▶ _What you will do_:
Where a line of the entries holds the string "StateMachine", copy that line.
+-------+
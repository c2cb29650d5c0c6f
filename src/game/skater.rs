use nalgebra::{UnitQuaternion, Vector3};
use rand::rngs::StdRng;
use rand::SeedableRng;

mod body;
mod ground_sensor;
mod rail_probe;
mod state_machine;
mod tick_pipeline;
mod transitions;

pub use body::{GroundContact, SkaterBody};
pub use ground_sensor::{sample_ground, GroundReading};
pub use rail_probe::{probe_for_rail, FeelerSet, GrindRequest};
pub use state_machine::StateMachine;
pub use transitions::{resolve_stance, StanceResolution};

use super::balance::BalanceMeter;
use super::events::{GrindEndReason, SkaterEvent};
use super::geometry::GeometryQuery;
use super::intent::Intent;
use super::rails::RailNetwork;
use super::scheduler::Scheduler;
use super::states::{SkaterState, StateKind};
use crate::config::{PhysicsParameterTable, SkaterStats, StatRange};

#[derive(Debug, Clone, Copy, PartialEq, Eq, Hash, PartialOrd, Ord)]
pub struct SkaterId(pub u32);

/// Read-only world access for one tick, built by the simulation and handed to every state.
#[derive(Clone, Copy)]
pub struct StateContext<'a> {
    pub params: &'a PhysicsParameterTable,
    pub world: &'a dyn GeometryQuery,
    pub rails: &'a RailNetwork,
    /// Frame delta for logic ticks, the fixed step for physics ticks
    pub dt: f32,
    /// Simulation clock in seconds
    pub now: f64,
}

/// Everything a state may mutate besides its own data.
#[derive(Debug, Clone)]
pub struct SkaterCore {
    pub body: SkaterBody,
    pub stats: SkaterStats,
    pub intent: Intent,
    pub balance: BalanceMeter,
    pub scheduler: Scheduler,
    pub events: Vec<SkaterEvent>,
    /// Set by rail detection, consumed by the next physics tick's transition pass
    pub pending_grind: Option<GrindRequest>,
    /// Blocks re-snapping to a rail until grind input is released
    pub grind_input_consumed: bool,
    pub special_active: bool,
    pub rng: StdRng,
}

impl SkaterCore {
    fn new(body: SkaterBody, stats: SkaterStats, seed: u64) -> Self {
        Self {
            body,
            stats,
            intent: Intent::default(),
            balance: BalanceMeter::new(),
            scheduler: Scheduler::new(),
            events: Vec::new(),
            pending_grind: None,
            grind_input_consumed: false,
            special_active: false,
            rng: StdRng::seed_from_u64(seed),
        }
    }

    /// Stat lookup scaled for the current stance.
    pub fn switched_value(&self, params: &PhysicsParameterTable, range: StatRange, stat: f32) -> f32 {
        params.switched_value(range, stat, self.body.switch_stance)
    }

    pub fn emit(&mut self, event: SkaterEvent) {
        self.events.push(event);
    }
}

/// One simulated skater: body, controls and locomotion state machine.
#[derive(Debug, Clone)]
pub struct Skater {
    id: SkaterId,
    core: SkaterCore,
    machine: StateMachine,
    enabled: bool,
}

impl Skater {
    pub fn new(
        id: SkaterId,
        position: Vector3<f32>,
        rotation: UnitQuaternion<f32>,
        stats: SkaterStats,
        seed: u64,
    ) -> Self {
        Self {
            id,
            core: SkaterCore::new(SkaterBody::new(position, rotation), stats, seed),
            machine: StateMachine::new(),
            enabled: true,
        }
    }

    pub fn id(&self) -> SkaterId {
        self.id
    }

    pub fn body(&self) -> &SkaterBody {
        &self.core.body
    }

    /// Direct body access for hosts that teleport or script the skater.
    pub fn body_mut(&mut self) -> &mut SkaterBody {
        &mut self.core.body
    }

    pub fn stats(&self) -> &SkaterStats {
        &self.core.stats
    }

    pub fn balance(&self) -> &BalanceMeter {
        &self.core.balance
    }

    pub fn intent(&self) -> &Intent {
        &self.core.intent
    }

    pub fn state(&self) -> &SkaterState {
        self.machine.current()
    }

    pub fn state_kind(&self) -> StateKind {
        self.machine.kind()
    }

    pub fn previous_state_kind(&self) -> Option<StateKind> {
        self.machine.previous()
    }

    pub fn time_in_state(&self) -> f32 {
        self.machine.time_in_state()
    }

    pub fn is_enabled(&self) -> bool {
        self.enabled
    }

    pub(crate) fn disable(&mut self) {
        self.enabled = false;
    }

    /// Merges a host input sample into the latched intent.
    pub fn set_intent(&mut self, sample: &Intent) {
        self.core.intent.apply_sample(sample);
    }

    /// Queues a grind entry for the next physics tick. Rail probes use this
    /// internally; hosts can use it to script a grind.
    pub fn request_grind(&mut self, request: GrindRequest) {
        self.core.pending_grind = Some(request);
    }

    pub fn set_special_active(&mut self, active: bool) {
        self.core.special_active = active;
    }

    pub fn is_special_active(&self) -> bool {
        self.core.special_active
    }

    pub fn drain_events(&mut self) -> Vec<SkaterEvent> {
        std::mem::take(&mut self.core.events)
    }

    /// Puts the skater back at rest in StandingStill at the given pose.
    pub fn reset(&mut self, position: Vector3<f32>, rotation: UnitQuaternion<f32>) {
        if let Some(grind) = self.machine.current().as_grinding() {
            let rail = grind.rail();
            self.core.emit(SkaterEvent::GrindEnded {
                rail,
                reason: GrindEndReason::Interrupted,
            });
        }
        self.core.body = SkaterBody::new(position, rotation);
        self.core.balance.stop();
        self.core.scheduler.clear();
        self.core.intent = Intent::default();
        self.core.pending_grind = None;
        self.core.grind_input_consumed = false;
        self.core.special_active = false;
        self.machine = StateMachine::new();
        tracing::debug!(skater = self.id.0, "skater reset");
    }

    /// Frame-rate logic tick: input handling and state-driven transitions.
    pub fn logic_update(&mut self, ctx: &StateContext) {
        if !self.enabled {
            return;
        }
        self.machine.start(&mut self.core, ctx);
        if !self.core.intent.grind_held {
            self.core.grind_input_consumed = false;
        }
        self.machine.logic_update(&mut self.core, ctx);
    }

    /// Fixed-step physics tick.
    pub fn fixed_update(&mut self, ctx: &StateContext) {
        if !self.enabled {
            return;
        }
        self.machine.start(&mut self.core, ctx);
        tick_pipeline::run_physics_tick(&mut self.core, &mut self.machine, ctx);
    }
}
+-------+
▶ _Exercise solution_:
pub use state_machine::StateMachine;
    machine: StateMachine,
            machine: StateMachine::new(),
        self.machine = StateMachine::new();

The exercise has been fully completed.